[Material for this exercise — start]

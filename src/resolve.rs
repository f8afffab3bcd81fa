//! Template resolution.
//!
//! Picks the most specific template registered for a page, given the tag
//! flags the moderator selected. Candidates are tried in a fixed order and
//! the first registered one wins:
//!
//! ```text
//!  1. first raw community <kind>
//!  2. first raw <kind>
//!  3. first community <kind>
//!  4. first hub <kind>
//!  5. first <kind>
//!  6. raw <kind>
//!  7. raw community <kind>
//!  8. community <kind>
//!  9. hub <kind>
//! 10. <kind>
//! ```
//!
//! A candidate is only tried when every qualifier in it is switched on.
//! Tags the page's hub doesn't support are switched off before the lookup,
//! see [`TagFlags::effective`].
//!
//! Steps 6 and 7 are deliberately in this order: a plain `raw` template
//! shadows `raw community` when both exist.

use crate::catalog::TemplateCatalog;
use crate::naming::{Qualifier, TemplateKind, template_name};
use log::debug;

use Qualifier::{Community, First, Hub, Raw};

/// Qualifier combinations in lookup order.
pub const CANDIDATES: [&[Qualifier]; 10] = [
    &[First, Raw, Community],
    &[First, Raw],
    &[First, Community],
    &[First, Hub],
    &[First],
    &[Raw],
    &[Raw, Community],
    &[Community],
    &[Hub],
    &[],
];

/// Which tag qualifiers a hub supports.
#[derive(Debug, Clone, Copy, Default, PartialEq, Eq)]
pub struct HubCapabilities {
    pub raw_tag: bool,
    pub community_tag: bool,
    pub hub_tag: bool,
}

/// The moderator's tag selections.
#[derive(Debug, Clone, Copy, Default, PartialEq, Eq)]
pub struct TagFlags {
    pub first_for_page: bool,
    pub raw: bool,
    pub community: bool,
    pub hub: bool,
}

impl TagFlags {
    /// Drop the tags the hub doesn't support. First-for-page always applies.
    pub fn effective(self, caps: HubCapabilities) -> Self {
        Self {
            first_for_page: self.first_for_page,
            raw: self.raw && caps.raw_tag,
            community: self.community && caps.community_tag,
            hub: self.hub && caps.hub_tag,
        }
    }

    fn has(self, q: Qualifier) -> bool {
        match q {
            First => self.first_for_page,
            Raw => self.raw,
            Community => self.community,
            Hub => self.hub,
        }
    }
}

/// Candidate template names for the given flags, most specific first.
pub fn candidate_names(kind: TemplateKind, tags: TagFlags) -> Vec<String> {
    CANDIDATES
        .iter()
        .filter(|qs| qs.iter().all(|&q| tags.has(q)))
        .map(|qs| template_name(qs, kind))
        .collect()
}

/// Resolve the template text for `kind` on `page_id`.
///
/// Returns `""` when nothing matches; an empty template means there is
/// nothing to show for that script.
pub fn resolve<'a>(
    catalog: &'a TemplateCatalog,
    kind: TemplateKind,
    page_id: &str,
    tags: TagFlags,
    caps: HubCapabilities,
) -> &'a str {
    let Some(page) = catalog.page(page_id) else {
        debug!("no templates for page {page_id}");
        return "";
    };
    let tags = tags.effective(caps);
    for name in candidate_names(kind, tags) {
        if let Some(template) = page.template(&name) {
            debug!("resolved {kind} for {page_id} to \"{name}\"");
            return template;
        }
    }
    debug!("no {kind} template matched for {page_id}");
    ""
}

[Material for this exercise — finish]

> _Exercise prompt_
The records above are to be given again in full, exactly as written.

> _Written response_
filename src/resolve.rs
repository f8afffab3bcd81fa
//! Template resolution.
//!
//! Picks the most specific template registered for a page, given the tag
//! flags the moderator selected. Candidates are tried in a fixed order and
//! the first registered one wins:
//!
//! ```text
//!  1. first raw community <kind>
//!  2. first raw <kind>
//!  3. first community <kind>
//!  4. first hub <kind>
//!  5. first <kind>
//!  6. raw <kind>
//!  7. raw community <kind>
//!  8. community <kind>
//!  9. hub <kind>
//! 10. <kind>
//! ```
//!
//! A candidate is only tried when every qualifier in it is switched on.
//! Tags the page's hub doesn't support are switched off before the lookup,
//! see [`TagFlags::effective`].
//!
//! Steps 6 and 7 are deliberately in this order: a plain `raw` template
//! shadows `raw community` when both exist.

use crate::catalog::TemplateCatalog;
use crate::naming::{Qualifier, TemplateKind, template_name};
use log::debug;

use Qualifier::{Community, First, Hub, Raw};

/// Qualifier combinations in lookup order.
pub const CANDIDATES: [&[Qualifier]; 10] = [
    &[First, Raw, Community],
    &[First, Raw],
    &[First, Community],
    &[First, Hub],
    &[First],
    &[Raw],
    &[Raw, Community],
    &[Community],
    &[Hub],
    &[],
];

/// Which tag qualifiers a hub supports.
#[derive(Debug, Clone, Copy, Default, PartialEq, Eq)]
pub struct HubCapabilities {
    pub raw_tag: bool,
    pub community_tag: bool,
    pub hub_tag: bool,
}

/// The moderator's tag selections.
#[derive(Debug, Clone, Copy, Default, PartialEq, Eq)]
pub struct TagFlags {
    pub first_for_page: bool,
    pub raw: bool,
    pub community: bool,
    pub hub: bool,
}

impl TagFlags {
    /// Drop the tags the hub doesn't support. First-for-page always applies.
    pub fn effective(self, caps: HubCapabilities) -> Self {
        Self {
            first_for_page: self.first_for_page,
            raw: self.raw && caps.raw_tag,
            community: self.community && caps.community_tag,
            hub: self.hub && caps.hub_tag,
        }
    }

    fn has(self, q: Qualifier) -> bool {
        match q {
            First => self.first_for_page,
            Raw => self.raw,
            Community => self.community,
            Hub => self.hub,
        }
    }
}

/// Candidate template names for the given flags, most specific first.
pub fn candidate_names(kind: TemplateKind, tags: TagFlags) -> Vec<String> {
    CANDIDATES
        .iter()
        .filter(|qs| qs.iter().all(|&q| tags.has(q)))
        .map(|qs| template_name(qs, kind))
        .collect()
}

/// Resolve the template text for `kind` on `page_id`.
///
/// Returns `""` when nothing matches; an empty template means there is
/// nothing to show for that script.
pub fn resolve<'a>(
    catalog: &'a TemplateCatalog,
    kind: TemplateKind,
    page_id: &str,
    tags: TagFlags,
    caps: HubCapabilities,
) -> &'a str {
    let Some(page) = catalog.page(page_id) else {
        debug!("no templates for page {page_id}");
        return "";
    };
    let tags = tags.effective(caps);
    for name in candidate_names(kind, tags) {
        if let Some(template) = page.template(&name) {
            debug!("resolved {kind} for {page_id} to \"{name}\"");
            return template;
        }
    }
    debug!("no {kind} template matched for {page_id}");
    ""
}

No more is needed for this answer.